We begin with an overview of relevant policy, statutes, rules, and procedures or practices governing the recall of a jury. The right to trial by jury is protected by the Kansas Constitution Bill of Rights, § 5. This right is a substantial and valuable right, and it must be carefully guarded against infringement. Waggener v. Seever Systems, Inc., 233 Kan. 517, 520, 664 P.2d 813 (1983). As noted by the federal rules advisory committee, the original common-law rule prohibiting impeachment of a verdict was based on sound policy rationale: (i) it discouraged tampering with the jury and harassment or annoyance of jurors; (ii) it protected the privacy and secrecy of jury deliberations; and (iii) it furthered a strong policy of finality of decisions by upholding verdicts. Concannon, Impeaching Civil Verdicts: Juror Statements as Prejudicial Misconduct, 52 J.K.B.A. 201 (Fall 1983). Public policy forbids the questioning of a juror on the mental processes used in reaching a verdict since “there is no possible way to test the truth or veracity of the answers.” Kincaid v. Wade, 196 Kan. 174, 178, 410 P.2d 333 (1966), as quoted in *577State v. Franklin, 264 Kan. 496, 499, 958 P.2d 611 (1998).

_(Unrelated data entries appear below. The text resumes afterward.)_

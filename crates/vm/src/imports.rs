//! The module loader.
//!
//! An import path `a::b::c` is resolved against each configured import
//! root in order, trying the file `<root>/a/b/c.pyro`, the directory
//! module `<root>/a/b/c/self.pyro`, and finally a bare directory
//! `<root>/a/b/c/` (a namespace with no code to execute).
//!
//! Paths under `$std` bypass the filesystem: the registry maps known
//! standard-library module names to builtin loader functions, and embedded
//! modules carry their source in the binary and are compiled on first
//! import.

use std::path::PathBuf;

use crate::error::{Panic, VmResult};
use crate::heap::ObjKind;
use crate::value::{ObjRef, Value};
use crate::vm::Vm;

/// Registers the `$std` module tree and the resident builtin loaders.
pub(crate) fn install_builtin_modules(vm: &mut Vm) -> VmResult<()> {
    let std_module = vm.new_module()?;
    vm.push(Value::Obj(std_module))?;

    let std_name = vm.intern("$std")?;
    vm.map_set(vm.modules, Value::Obj(std_name), Value::Obj(std_module))?;
    vm.define_global("$std", Value::Obj(std_module))?;
    vm.pop()?;

    vm.builtin_modules.insert("pyro", load_mod_pyro);
    Ok(())
}

/// The `$std::pyro` module: language version constants and VM
/// introspection.
fn load_mod_pyro(vm: &mut Vm, module: ObjRef) -> VmResult<()> {
    vm.define_member(module, "version_major", Value::I64(0))?;
    vm.define_member(module, "version_minor", Value::I64(6))?;
    vm.define_member(module, "version_patch", Value::I64(0))?;
    let version = vm.intern("0.6.0")?;
    vm.define_member(module, "version_string", Value::Obj(version))?;

    vm.define_member_fn(module, "memory", 0, |vm, _args| {
        Ok(Value::I64(vm.heap.bytes_allocated() as i64))
    })?;
    vm.define_member_fn(module, "object_count", 0, |vm, _args| {
        Ok(Value::I64(vm.heap.live_objects() as i64))
    })?;
    vm.define_member_fn(module, "gc", 0, |vm, _args| {
        vm.collect_garbage();
        Ok(Value::Null)
    })?;
    Ok(())
}

impl Vm {
    /// Registers a builtin `$std` module backed by a loader function.
    pub fn register_builtin_module(
        &mut self,
        name: &'static str,
        loader: crate::vm::BuiltinModuleLoader,
    ) {
        self.builtin_modules.insert(name, loader);
    }

    /// Registers a `$std` module whose source is embedded in the binary;
    /// it is compiled on first import.
    pub fn register_embedded_module(&mut self, name: &'static str, source: &'static str) {
        self.embedded_modules.insert(name, source);
    }

    /// Locates and executes the module for the path `names` (interned
    /// string values) in the context of `module`.
    pub(crate) fn import_module(&mut self, names: &[Value], module: ObjRef) -> VmResult<()> {
        if names.len() == 2 && self.value_name(names[0]).as_deref() == Some("$std") {
            return self.load_std_module(names[1], module);
        }

        let root_count = self.heap.vec(self.import_roots).count();
        for root_index in 0..root_count {
            let root_value = self.heap.vec(self.import_roots).values()[root_index];
            let root = self
                .value_name(root_value)
                .ok_or_else(|| Panic::value_error("Invalid import root (not a string)."))?;
            if root.is_empty() {
                return Err(Panic::value_error("Invalid import root (empty string).").into());
            }

            let mut dir = PathBuf::from(&root);
            for name in &names[..names.len() - 1] {
                let component = self
                    .value_name(*name)
                    .ok_or_else(|| Panic::value_error("Invalid import path component."))?;
                dir.push(component);
            }
            let last = self
                .value_name(names[names.len() - 1])
                .ok_or_else(|| Panic::value_error("Invalid import path component."))?;

            // 1. A plain module file: BASE/a/b/c.pyro
            let file = dir.join(format!("{last}.pyro"));
            if file.is_file() {
                log::debug!("import: {}", file.display());
                return self.exec_file_in_module(&file.to_string_lossy(), module);
            }

            // 2. A directory module with an entry file: BASE/a/b/c/self.pyro
            let entry_file = dir.join(&last).join("self.pyro");
            if entry_file.is_file() {
                log::debug!("import: {}", entry_file.display());
                return self.exec_file_in_module(&entry_file.to_string_lossy(), module);
            }

            // 3. A bare directory: a namespace with no code to execute.
            if dir.join(&last).is_dir() {
                return Ok(());
            }
        }

        let last = self
            .value_name(names[names.len() - 1])
            .unwrap_or_else(|| "<module>".to_string());
        Err(Panic::module_not_found(format!("Unable to locate module '{last}'.")).into())
    }

    fn load_std_module(&mut self, name: Value, module: ObjRef) -> VmResult<()> {
        let Some(name_text) = self.value_name(name) else {
            return Err(Panic::value_error("Invalid import path component.").into());
        };

        if let Some(loader) = self.builtin_modules.get(name_text.as_str()).copied() {
            log::debug!("import: builtin module '{name_text}'");
            return loader(self, module);
        }
        if let Some(source) = self.embedded_modules.get(name_text.as_str()).copied() {
            log::debug!("import: embedded module '{name_text}'");
            return self.exec_code_in_module(
                source.as_bytes(),
                &format!("$std::{name_text}"),
                module,
            );
        }

        Err(Panic::module_not_found(format!(
            "Invalid standard library module '{name_text}'.",
        ))
        .into())
    }

    fn value_name(&self, value: Value) -> Option<String> {
        match value {
            Value::Obj(obj_ref) => match &self.heap.object(obj_ref).kind {
                ObjKind::Str(string) => Some(string.to_string_lossy()),
                _ => None,
            },
            _ => None,
        }
    }
}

Our Supreme Court has summarized these policy considerations as follows:

“It is a long established and generally accepted doctrine that testimony or affidavits of jurors impeaching their verdict will not be received where it is not evident that the jury had acted in contravention of the court’s instructions and of the evidence. This protection is to insure that the mental process of a juror in reaching a verdict or the factors which influenced the mental process cannot be inquired into for the purpose of impeaching a verdict. The right to inquire into the jury’s basis for reaching a verdict would open the door to the most severely harmful methods for tampering with jurors and would allow a dissatisfied or corrupted juror to destroy a verdict to which that juror had given his assent under sanction of the juror’s oath. Jurors are to be afforded the right to have private, frank and free discussions of the questions under consideration.” City of Ottawa v. Heathman, 236 Kan. 417, 420, 690 P.2d 1375 (1984).

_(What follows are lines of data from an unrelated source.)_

//! Methods for the map and set types.

use crate::error::{Panic, VmResult};
use crate::objects::{IterKind, MapKind, PyroIter};
use crate::value::Value;
use crate::vm::Vm;

pub(crate) fn install(vm: &mut Vm) -> VmResult<()> {
    vm.define_global_fn("$map", 0, |vm, _args| {
        Ok(Value::Obj(vm.new_map(MapKind::Map)?))
    })?;
    vm.define_global_fn("$set", -1, fn_set)?;

    let map_class = vm.classes.map;
    vm.define_method(map_class, "count", 0, map_count)?;
    vm.define_method(map_class, "is_empty", 0, map_is_empty)?;
    vm.define_method(map_class, "get", 1, map_get)?;
    vm.define_method(map_class, "set", 2, map_set)?;
    vm.define_method(map_class, "remove", 1, map_remove)?;
    vm.define_method(map_class, "contains", 1, map_contains)?;
    vm.define_method(map_class, "copy", 0, map_copy)?;
    vm.define_method(map_class, "keys", 0, map_keys)?;
    vm.define_method(map_class, "values", 0, map_values)?;
    vm.define_method(map_class, "entries", 0, map_entries)?;
    vm.define_method(map_class, "$iter", 0, map_entries)?;
    vm.define_method(map_class, "$get_index", 1, map_get)?;
    vm.define_method(map_class, "$set_index", 2, map_set)?;

    let set_class = vm.classes.set;
    vm.define_method(set_class, "count", 0, map_count)?;
    vm.define_method(set_class, "is_empty", 0, map_is_empty)?;
    vm.define_method(set_class, "add", 1, set_add)?;
    vm.define_method(set_class, "remove", 1, map_remove)?;
    vm.define_method(set_class, "contains", 1, map_contains)?;
    vm.define_method(set_class, "$iter", 0, map_keys)?;

    Ok(())
}

fn receiver(args: &[Value]) -> VmResult<crate::value::ObjRef> {
    match args[0] {
        Value::Obj(obj_ref) => Ok(obj_ref),
        _ => Err(Panic::type_error("Invalid receiver.").into()),
    }
}

fn fn_set(vm: &mut Vm, args: &[Value]) -> VmResult<Value> {
    let set = vm.new_map(MapKind::Set)?;
    vm.push(Value::Obj(set))?;
    for value in &args[1..] {
        vm.map_set(set, *value, Value::Null)?;
    }
    vm.pop()?;
    Ok(Value::Obj(set))
}

fn map_count(vm: &mut Vm, args: &[Value]) -> VmResult<Value> {
    let map = receiver(args)?;
    Ok(Value::I64(vm.heap.map(map).count() as i64))
}

fn map_is_empty(vm: &mut Vm, args: &[Value]) -> VmResult<Value> {
    let map = receiver(args)?;
    Ok(Value::Bool(vm.heap.map(map).is_empty()))
}

/// Returns the value for the key, or an `err` if the key is absent.
fn map_get(vm: &mut Vm, args: &[Value]) -> VmResult<Value> {
    let map = receiver(args)?;
    match vm.map_get(map, args[1])? {
        Some(value) => Ok(value),
        None => Ok(Value::Obj(vm.empty_error())),
    }
}

fn map_set(vm: &mut Vm, args: &[Value]) -> VmResult<Value> {
    let map = receiver(args)?;
    vm.map_set(map, args[1], args[2])?;
    Ok(Value::Null)
}

fn map_remove(vm: &mut Vm, args: &[Value]) -> VmResult<Value> {
    let map = receiver(args)?;
    let removed = vm.map_remove(map, args[1])?;
    Ok(Value::Bool(removed))
}

fn map_contains(vm: &mut Vm, args: &[Value]) -> VmResult<Value> {
    let map = receiver(args)?;
    let contains = vm.map_contains(map, args[1])?;
    Ok(Value::Bool(contains))
}

fn map_copy(vm: &mut Vm, args: &[Value]) -> VmResult<Value> {
    let map = receiver(args)?;
    Ok(Value::Obj(vm.map_copy(map)?))
}

fn map_keys(vm: &mut Vm, args: &[Value]) -> VmResult<Value> {
    let map = receiver(args)?;
    let iter = vm.new_iter(PyroIter::new(map, IterKind::MapKeys))?;
    Ok(Value::Obj(iter))
}

fn map_values(vm: &mut Vm, args: &[Value]) -> VmResult<Value> {
    let map = receiver(args)?;
    let iter = vm.new_iter(PyroIter::new(map, IterKind::MapValues))?;
    Ok(Value::Obj(iter))
}

fn map_entries(vm: &mut Vm, args: &[Value]) -> VmResult<Value> {
    let map = receiver(args)?;
    let iter = vm.new_iter(PyroIter::new(map, IterKind::MapEntries))?;
    Ok(Value::Obj(iter))
}

fn set_add(vm: &mut Vm, args: &[Value]) -> VmResult<Value> {
    let set = receiver(args)?;
    vm.map_set(set, args[1], Value::Null)?;
    Ok(Value::Null)
}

Kansas recognized a limited need to permit juror testimony in the enactment of two statutes, today embodied in K.S.A. 60-441 and K.S.A. 60-444(a). These statutes provide:

“Upon an inquiry as to the validity of a verdict or an indictment no evidence shall be received to show the effect of any statement, conduct, event or condition upon the mind of a juror as influencing him or her to assent to or dissent from the verdict or indictment or concerning die mental processes by which it was determined.” K.S.A. 60-441.
“This article shall not be construed to (a) exempt a juror from testifying as a witness to conditions or occurrences either within or outside of the jury room having a material bearing on the validity of the verdict or the indictment, except as expressly limited by K.S.A. 60-441.” K.S.A. 60-444(a).

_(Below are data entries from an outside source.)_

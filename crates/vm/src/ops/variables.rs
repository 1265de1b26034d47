//! Variable, field and member access handlers.

use crate::error::{Panic, VmResult};
use crate::heap::ObjKind;
use crate::opcode::Op;
use crate::ops::JumpTable;
use crate::value::Value;
use crate::vm::Vm;

/// Registers the variable-access handlers.
pub fn register_handlers(table: &mut JumpTable) {
    table.register(Op::DefineGlobal, define_global);
    table.register(Op::DefineGlobals, define_globals);
    table.register(Op::GetGlobal, get_global);
    table.register(Op::SetGlobal, set_global);
    table.register(Op::GetLocal, get_local);
    table.register(Op::SetLocal, set_local);
    table.register(Op::GetUpvalue, get_upvalue);
    table.register(Op::SetUpvalue, set_upvalue);
    table.register(Op::GetField, get_field);
    table.register(Op::SetField, set_field);
    table.register(Op::GetMember, get_member);
}

fn define_global(vm: &mut Vm) -> VmResult<()> {
    let name = vm.read_constant()?;
    let value = vm.peek(0)?;
    let module = vm.current_module()?;
    let globals = vm.heap.module(module).globals;
    vm.map_set(globals, name, value)?;
    vm.pop()?;
    Ok(())
}

fn define_globals(vm: &mut Vm) -> VmResult<()> {
    let count = vm.read_byte()? as usize;
    let module = vm.current_module()?;
    let globals = vm.heap.module(module).globals;

    for index in 0..count {
        let name = vm.read_constant()?;
        let value = vm.peek(count - 1 - index)?;
        vm.map_set(globals, name, value)?;
    }

    let new_len = vm.stack_len() - count;
    vm.truncate_stack(new_len);
    Ok(())
}

/// Module globals first, then the VM-level globals.
fn get_global(vm: &mut Vm) -> VmResult<()> {
    let name = vm.read_constant()?;
    let module = vm.current_module()?;
    let globals = vm.heap.module(module).globals;

    if let Some(value) = vm.map_get(globals, name)? {
        return vm.push(value);
    }
    if let Some(value) = vm.map_get(vm.globals, name)? {
        return vm.push(value);
    }

    Err(Panic::name_error(format!(
        "Undefined variable '{}'.",
        name_text(vm, name),
    ))
    .into())
}

fn set_global(vm: &mut Vm) -> VmResult<()> {
    let name = vm.read_constant()?;
    let value = vm.peek(0)?;
    let module = vm.current_module()?;
    let globals = vm.heap.module(module).globals;

    if vm.map_update_entry(globals, name, value)? {
        return Ok(());
    }
    if vm.map_update_entry(vm.globals, name, value)? {
        return Ok(());
    }

    Err(Panic::name_error(format!(
        "Undefined variable '{}'.",
        name_text(vm, name),
    ))
    .into())
}

fn get_local(vm: &mut Vm) -> VmResult<()> {
    let index = vm.read_byte()? as usize;
    let fp = vm.current_frame()?.fp;
    let value = vm.stack_value(fp + index);
    vm.push(value)
}

fn set_local(vm: &mut Vm) -> VmResult<()> {
    let index = vm.read_byte()? as usize;
    let fp = vm.current_frame()?.fp;
    let value = vm.peek(0)?;
    vm.set_stack_value(fp + index, value);
    Ok(())
}

fn get_upvalue(vm: &mut Vm) -> VmResult<()> {
    let index = vm.read_byte()? as usize;
    let closure = vm.current_frame()?.closure;
    let upvalue = vm.heap.closure(closure).upvalues[index];
    let value = vm.upvalue_value(upvalue);
    vm.push(value)
}

fn set_upvalue(vm: &mut Vm) -> VmResult<()> {
    let index = vm.read_byte()? as usize;
    let closure = vm.current_frame()?.closure;
    let upvalue = vm.heap.closure(closure).upvalues[index];
    let value = vm.peek(0)?;
    vm.set_upvalue_value(upvalue, value);
    Ok(())
}

/// Field access. A receiver without such a field falls back to binding
/// the method of the same name, so `map.keys()` works alongside
/// `map:keys()`.
fn get_field(vm: &mut Vm) -> VmResult<()> {
    let name = vm.read_string()?;
    let receiver = vm.peek(0)?;

    if let Value::Obj(obj_ref) = receiver {
        if matches!(vm.heap.object(obj_ref).kind, ObjKind::Instance(_)) {
            let class = vm
                .heap
                .object(obj_ref)
                .class
                .ok_or_else(|| Panic::error("Instance has no class.").hard())?;
            let field_indexes = vm.heap.class(class).field_indexes;
            if let Some(Value::I64(index)) = vm.map_get(field_indexes, Value::Obj(name))? {
                let value = vm.heap.instance(obj_ref).fields[index as usize];
                vm.pop()?;
                return vm.push(value);
            }
        }
    }

    if let Some(class) = vm.class_of(receiver) {
        let methods = vm.heap.class(class).methods;
        if vm.map_get(methods, Value::Obj(name))?.is_some() {
            return super::calls::bind_method(vm, class, name);
        }
    }

    let name_text = vm.heap.str_obj(name).to_string_lossy();
    if matches!(receiver, Value::Obj(obj_ref) if matches!(vm.heap.object(obj_ref).kind, ObjKind::Instance(_)))
    {
        Err(Panic::name_error(format!("Invalid field name '{name_text}'.")).into())
    } else {
        Err(Panic::type_error(format!("Invalid field access '{name_text}'.")).into())
    }
}

fn set_field(vm: &mut Vm) -> VmResult<()> {
    let name = vm.read_string()?;
    let receiver = vm.peek(1)?;

    let Value::Obj(obj_ref) = receiver else {
        return Err(Panic::type_error(
            "Invalid field access '.', receiver does not have fields.",
        )
        .into());
    };
    if !matches!(vm.heap.object(obj_ref).kind, ObjKind::Instance(_)) {
        return Err(Panic::type_error(
            "Invalid field access '.', receiver does not have fields.",
        )
        .into());
    }

    let class = vm
        .heap
        .object(obj_ref)
        .class
        .ok_or_else(|| Panic::error("Instance has no class.").hard())?;
    let field_indexes = vm.heap.class(class).field_indexes;

    match vm.map_get(field_indexes, Value::Obj(name))? {
        Some(Value::I64(index)) => {
            let new_value = vm.pop()?;
            vm.pop()?;
            vm.heap.instance_mut(obj_ref).fields[index as usize] = new_value;
            vm.push(new_value)
        }
        _ => Err(Panic::name_error(format!(
            "Invalid field name '{}'.",
            vm.heap.str_obj(name).to_string_lossy(),
        ))
        .into()),
    }
}

/// Member access on a module: `module::name`.
fn get_member(vm: &mut Vm) -> VmResult<()> {
    let name = vm.read_constant()?;
    let receiver = vm.peek(0)?;

    let Value::Obj(obj_ref) = receiver else {
        return Err(Panic::type_error(format!(
            "Invalid member access '{}', receiver is not a module.",
            name_text(vm, name),
        ))
        .into());
    };
    if !matches!(vm.heap.object(obj_ref).kind, ObjKind::Module(_)) {
        return Err(Panic::type_error(format!(
            "Invalid member access '{}', receiver is not a module.",
            name_text(vm, name),
        ))
        .into());
    }

    let globals = vm.heap.module(obj_ref).globals;
    match vm.map_get(globals, name)? {
        Some(value) => {
            vm.pop()?;
            vm.push(value)
        }
        None => Err(Panic::name_error(format!(
            "Invalid member name '{}'.",
            name_text(vm, name),
        ))
        .into()),
    }
}

fn name_text(vm: &Vm, name: Value) -> String {
    match name {
        Value::Obj(obj_ref) => match &vm.heap.object(obj_ref).kind {
            ObjKind::Str(string) => string.to_string_lossy(),
            _ => "<name>".to_string(),
        },
        _ => "<name>".to_string(),
    }
}
//! Methods for the iterator type: the lazy adapters and the eager
//! drains.

use crate::error::{Panic, VmResult};
use crate::objects::{IterKind, MapKind, PyroIter, PyroVec};
use crate::value::{ObjRef, Value};
use crate::vm::Vm;

pub(crate) fn install(vm: &mut Vm) -> VmResult<()> {
    let iter_class = vm.classes.iter;
    vm.define_method(iter_class, "$iter", 0, iter_self)?;
    vm.define_method(iter_class, "$next", 0, iter_next)?;
    vm.define_method(iter_class, "next", 0, iter_next)?;
    vm.define_method(iter_class, "map", 1, iter_map)?;
    vm.define_method(iter_class, "filter", 1, iter_filter)?;
    vm.define_method(iter_class, "enumerate", -1, iter_enumerate)?;
    vm.define_method(iter_class, "skip_first", 1, iter_skip_first)?;
    vm.define_method(iter_class, "skip_last", 1, iter_skip_last)?;
    vm.define_method(iter_class, "to_vec", 0, iter_to_vec)?;
    vm.define_method(iter_class, "to_set", 0, iter_to_set)?;
    vm.define_method(iter_class, "join", 1, iter_join)?;
    vm.define_method(iter_class, "count", 0, iter_count)?;
    Ok(())
}

fn receiver(args: &[Value]) -> VmResult<ObjRef> {
    match args[0] {
        Value::Obj(obj_ref) => Ok(obj_ref),
        _ => Err(Panic::type_error("Invalid receiver.").into()),
    }
}

fn callback_arg(vm: &Vm, value: Value) -> VmResult<ObjRef> {
    match value {
        Value::Obj(obj_ref) => match &vm.heap.object(obj_ref).kind {
            crate::heap::ObjKind::Closure(_)
            | crate::heap::ObjKind::NativeFn(_)
            | crate::heap::ObjKind::BoundMethod(_)
            | crate::heap::ObjKind::Class(_) => Ok(obj_ref),
            _ => Err(Panic::type_error("Expected a callable argument.").into()),
        },
        _ => Err(Panic::type_error("Expected a callable argument.").into()),
    }
}

fn iter_self(_vm: &mut Vm, args: &[Value]) -> VmResult<Value> {
    Ok(args[0])
}

fn iter_next(vm: &mut Vm, args: &[Value]) -> VmResult<Value> {
    let iter = receiver(args)?;
    vm.iter_next(iter)
}

/// Wraps the iterator: each value has the callback applied. One source
/// pull plus one callback call per `next`.
fn iter_map(vm: &mut Vm, args: &[Value]) -> VmResult<Value> {
    let source = receiver(args)?;
    let callback = callback_arg(vm, args[1])?;
    let mut wrapped = PyroIter::new(source, IterKind::FuncMap);
    wrapped.callback = Some(callback);
    Ok(Value::Obj(vm.new_iter(wrapped)?))
}

/// Wraps the iterator: only values the callback accepts are yielded.
fn iter_filter(vm: &mut Vm, args: &[Value]) -> VmResult<Value> {
    let source = receiver(args)?;
    let callback = callback_arg(vm, args[1])?;
    let mut wrapped = PyroIter::new(source, IterKind::FuncFilter);
    wrapped.callback = Some(callback);
    Ok(Value::Obj(vm.new_iter(wrapped)?))
}

/// `enumerate()` or `enumerate(start)`: pairs each value with a counter.
fn iter_enumerate(vm: &mut Vm, args: &[Value]) -> VmResult<Value> {
    let source = receiver(args)?;
    let start = match args.len() - 1 {
        0 => 0,
        1 => match args[1] {
            Value::I64(n) => n,
            _ => {
                return Err(
                    Panic::type_error("enumerate() requires an integer start value.").into(),
                )
            }
        },
        n => {
            return Err(Panic::args_error(format!(
                "Expected 0 or 1 arguments for enumerate(), found {n}.",
            ))
            .into())
        }
    };
    let mut wrapped = PyroIter::new(source, IterKind::Enumerate);
    wrapped.next_enum = start;
    Ok(Value::Obj(vm.new_iter(wrapped)?))
}

fn skip_count_arg(value: Value) -> VmResult<usize> {
    match value {
        Value::I64(n) if n >= 0 => Ok(n as usize),
        _ => Err(Panic::value_error("Skip count must be a non-negative integer.").into()),
    }
}

fn iter_skip_first(vm: &mut Vm, args: &[Value]) -> VmResult<Value> {
    let source = receiver(args)?;
    let mut wrapped = PyroIter::new(source, IterKind::SkipFirst);
    wrapped.skip_count = skip_count_arg(args[1])?;
    Ok(Value::Obj(vm.new_iter(wrapped)?))
}

fn iter_skip_last(vm: &mut Vm, args: &[Value]) -> VmResult<Value> {
    let source = receiver(args)?;
    let mut wrapped = PyroIter::new(source, IterKind::SkipLast);
    wrapped.skip_count = skip_count_arg(args[1])?;
    Ok(Value::Obj(vm.new_iter(wrapped)?))
}

/// Drives the iterator to exhaustion, collecting into a vector.
fn iter_to_vec(vm: &mut Vm, args: &[Value]) -> VmResult<Value> {
    let iter = receiver(args)?;
    let out = vm.new_vec(PyroVec::with_capacity(8))?;
    vm.push(Value::Obj(out))?;

    loop {
        let next_value = vm.iter_next(iter)?;
        if vm.is_err_value(next_value) {
            break;
        }
        let before = vm.heap.payload_size(out);
        vm.heap.vec_mut(out).append(next_value);
        vm.heap.resize_tracked(out, before)?;
    }

    vm.pop()?;
    Ok(Value::Obj(out))
}

/// Drives the iterator to exhaustion, collecting into a set.
fn iter_to_set(vm: &mut Vm, args: &[Value]) -> VmResult<Value> {
    let iter = receiver(args)?;
    let out = vm.new_map(MapKind::Set)?;
    vm.push(Value::Obj(out))?;

    loop {
        let next_value = vm.iter_next(iter)?;
        if vm.is_err_value(next_value) {
            break;
        }
        vm.push(next_value)?;
        vm.map_set(out, next_value, Value::Null)?;
        vm.pop()?;
    }

    vm.pop()?;
    Ok(Value::Obj(out))
}

fn iter_join(vm: &mut Vm, args: &[Value]) -> VmResult<Value> {
    let iter = receiver(args)?;
    let separator = match args[1] {
        Value::Obj(obj_ref)
            if matches!(vm.heap.object(obj_ref).kind, crate::heap::ObjKind::Str(_)) =>
        {
            vm.heap.str_obj(obj_ref).as_bytes().to_vec()
        }
        _ => return Err(Panic::type_error("join() requires a string separator.").into()),
    };
    let joined = vm.iter_join(iter, &separator)?;
    Ok(Value::Obj(joined))
}

/// Drives the iterator to exhaustion, counting the values.
fn iter_count(vm: &mut Vm, args: &[Value]) -> VmResult<Value> {
    let iter = receiver(args)?;
    let mut count = 0i64;
    loop {
        let next_value = vm.iter_next(iter)?;
        if vm.is_err_value(next_value) {
            break;
        }
        count += 1;
    }
    Ok(Value::I64(count))
}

Appellate courts since the early 1980’s have struggled with the inherent tension between guarding the integrity and finality of jury verdicts and protecting a party from juror misconduct. The contours of the statutes have best been defined in the following cases: Where the jury is polled and each juror acknowledges that the verdict is his or her verdict, this consideration must be weighed against a later challenge to the verdict. Franklin, 264 Kan. at 505; see State v. Kaiser, 260 Kan. 235, 250-52, 918 P.2d 629 (1996). The “proper course” or better practice is to seek permission of the court to interview jurors after a verdict. See State v. McDonald, 222 Kan. 494, 496-97, 565 P.2d 267 (1977). Affidavits of counsel *578need not be considered in determining whether juror misconduct has occurred. Butler v. HCA Health Svcs. of Kansas, Inc., 27 Kan. App. 2d 403, 408, 6 P.3d 871, rev. denied 268 Kan. 885 (1999). Evidence suggesting misconduct must be sufficiently detailed to demonstrate just what the jurors did to determine whether their actions could constitute misconduct. See Cornejo v. Probst, 6 Kan. App. 2d 529, 537, 630 P.2d 1202, rev. denied 230 Kan. 817 (1981).

Supreme Court Rule 169 (2006 Kan. Ct. R. Annot. 221) mandates the trial judge give the following instruction to the jury prior to discharge:

“You have now completed your duties as jurors in this case and are discharged with the thanks of the court. The question may arise whether you may discuss this case with the lawyers who presented it to you. For your guidance the court instructs you that whether you talk to anyone is entirely your own decision. It is proper for the attorneys to discuss the case with you and you may talk with them, but you need not. If you talk to them you may tell them as much or as little as you like about your deliberations of the facts that influenced your decision. If an attorney persists in discussing the case over your objections, or becomes critical of your service either before or after any discussion has begun, please report it to me.” (Emphasis added.)

This Rule and its mandatory instruction seems to contemplate an open exchange of information between willing jurors and counsel, but the statutory restrictions on formal use of such information demonstrates that any such exchange is primarily intended for the educational benefit of counsel and not for the purpose of “fishing” for grounds to impeach the verdict. See State v. Blocker, 211 Kan. 185, 196, 505 P.2d 1099 (1973) (K.S.A. 60-444 “not intended to authorize broad hunting expeditions or fishing excursions.”).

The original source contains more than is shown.